Тамара скрывалась по своим детским делам, но она там не веселилась, в одиннадцать лет она уже жила разумом всех бедных — воображением. Она видела игрушку в руках подруги и, не подходя к ней близко, думала втайне, что эта игрушка — ее и она уже держит ее в своих руках и наслаждается радостью. Если взрослая русская девушка ехала на велосипеде, Тамара считала, что тот велосипед также ее, и она, притаившись в закоулке, трогала руками воздух, где стоял ее велосипед. Она присваивала себе все, что ей нравилось в мире, что могло любить ее любопытное, скупое сердце, которое не могло жить пустым и постоянно должно быть занято собственностью. Однажды Тамара разглядела старую, брошенную картинку на чужом дворе, на той картине была нарисована красками небольшая гора, — гора стояла среди далекого вечера, покрытая жалким лесом, с какою-то избушкой на краю леса, и в той избушке уже зажгли ночной огонь. Тамара стала думать мечту, что она скоро будет жить в той избушке, это ее будет дом, и что вся гора с лесом — ее царство и страна, где ей станет хорошо.
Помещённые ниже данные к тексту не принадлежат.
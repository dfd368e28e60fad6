//! Mapping records: the persisted (source system, source name) -> canonical id pairs.

use super::{CanonicalId, MatchStrategy};
use chrono::{DateTime, Utc};
use serde::{Deserialize, Serialize};
use std::collections::BTreeMap;

/// Confidence stamped on every human-confirmed mapping.
pub const VERIFIED_CONFIDENCE: f64 = 100.0;

/// Key of a mapping record.
///
/// Both parts are trimmed of surrounding whitespace; otherwise the raw
/// source spelling is kept so that each distinct spelling is learned once.
#[derive(Debug, Clone, PartialEq, Eq, Hash, PartialOrd, Ord, Serialize, Deserialize)]
pub struct MappingKey {
    pub source_system: String,
    pub source_name: String,
}

impl MappingKey {
    pub fn new(source_system: &str, source_name: &str) -> Self {
        Self {
            source_system: source_system.trim().to_string(),
            source_name: source_name.trim().to_string(),
        }
    }

    pub fn is_empty(&self) -> bool {
        self.source_name.is_empty()
    }
}

/// A resolved mapping as stored by a [`crate::store::MappingStore`].
#[derive(Debug, Clone, PartialEq, Serialize, Deserialize)]
pub struct MappingRecord {
    pub source_system: String,
    pub source_name: String,
    pub canonical_id: CanonicalId,
    /// 0-100
    pub confidence: f64,
    pub strategy: MatchStrategy,
    pub verified: bool,
    pub verified_by: Option<String>,
    pub verified_at: Option<DateTime<Utc>>,
    pub usage_count: i64,
    pub last_used_at: Option<DateTime<Utc>>,
    pub created_at: DateTime<Utc>,
    pub updated_at: DateTime<Utc>,
}

impl MappingRecord {
    /// Fresh unverified record for an auto-accepted match.
    pub fn auto(
        key: &MappingKey,
        canonical_id: CanonicalId,
        confidence: f64,
        strategy: MatchStrategy,
        now: DateTime<Utc>,
    ) -> Self {
        Self {
            source_system: key.source_system.clone(),
            source_name: key.source_name.clone(),
            canonical_id,
            confidence: confidence.clamp(0.0, 100.0),
            strategy,
            verified: false,
            verified_by: None,
            verified_at: None,
            usage_count: 0,
            last_used_at: None,
            created_at: now,
            updated_at: now,
        }
    }

    /// Fresh verified record for a human confirmation.
    pub fn verified(
        key: &MappingKey,
        canonical_id: CanonicalId,
        actor: &str,
        now: DateTime<Utc>,
    ) -> Self {
        Self {
            verified: true,
            verified_by: Some(actor.to_string()),
            verified_at: Some(now),
            ..Self::auto(key, canonical_id, VERIFIED_CONFIDENCE, MatchStrategy::Manual, now)
        }
    }

    pub fn key(&self) -> MappingKey {
        MappingKey {
            source_system: self.source_system.clone(),
            source_name: self.source_name.clone(),
        }
    }
}

/// What an upsert did to the store.
#[derive(Debug, Clone, Copy, PartialEq, Eq)]
pub enum UpsertOutcome {
    Inserted,
    Updated,
    /// The key already holds a verified record, which auto-matches never overwrite.
    SkippedVerified,
}

/// Per-source mapping counts.
#[derive(Debug, Clone, Copy, Default, PartialEq, Eq, Serialize, Deserialize)]
pub struct SourceStats {
    pub total: u64,
    pub verified: u64,
}

/// Aggregate mapping counts across all sources.
#[derive(Debug, Clone, Default, PartialEq, Eq, Serialize, Deserialize)]
pub struct MappingStats {
    pub total_mappings: u64,
    pub verified_count: u64,
    pub by_source: BTreeMap<String, SourceStats>,
}

impl MappingStats {
    /// Build totals from per-source counts.
    pub fn from_sources(by_source: BTreeMap<String, SourceStats>) -> Self {
        let total_mappings = by_source.values().map(|s| s.total).sum();
        let verified_count = by_source.values().map(|s| s.verified).sum();
        Self {
            total_mappings,
            verified_count,
            by_source,
        }
    }
}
Один раз слепая старуха сама закрыла глаза и попросила дочь, чтоб она потушила лампу и не жгла больше керосин. На дворе был летний полдень. Белошвейка пригасила лампу и подошла к матери.
— Поверни меня, — попросила старуха.
Дочь переложила мать лицом к стене, и старуха умерла.
Белошвейка потушила лампу и села снова шить, но заметила, что без лампы она отвыкла видеть: ее глаза слезились и мучились. Тогда она снова зажгла лампу, свет солнца в маленьком окне ей был больше не нужен.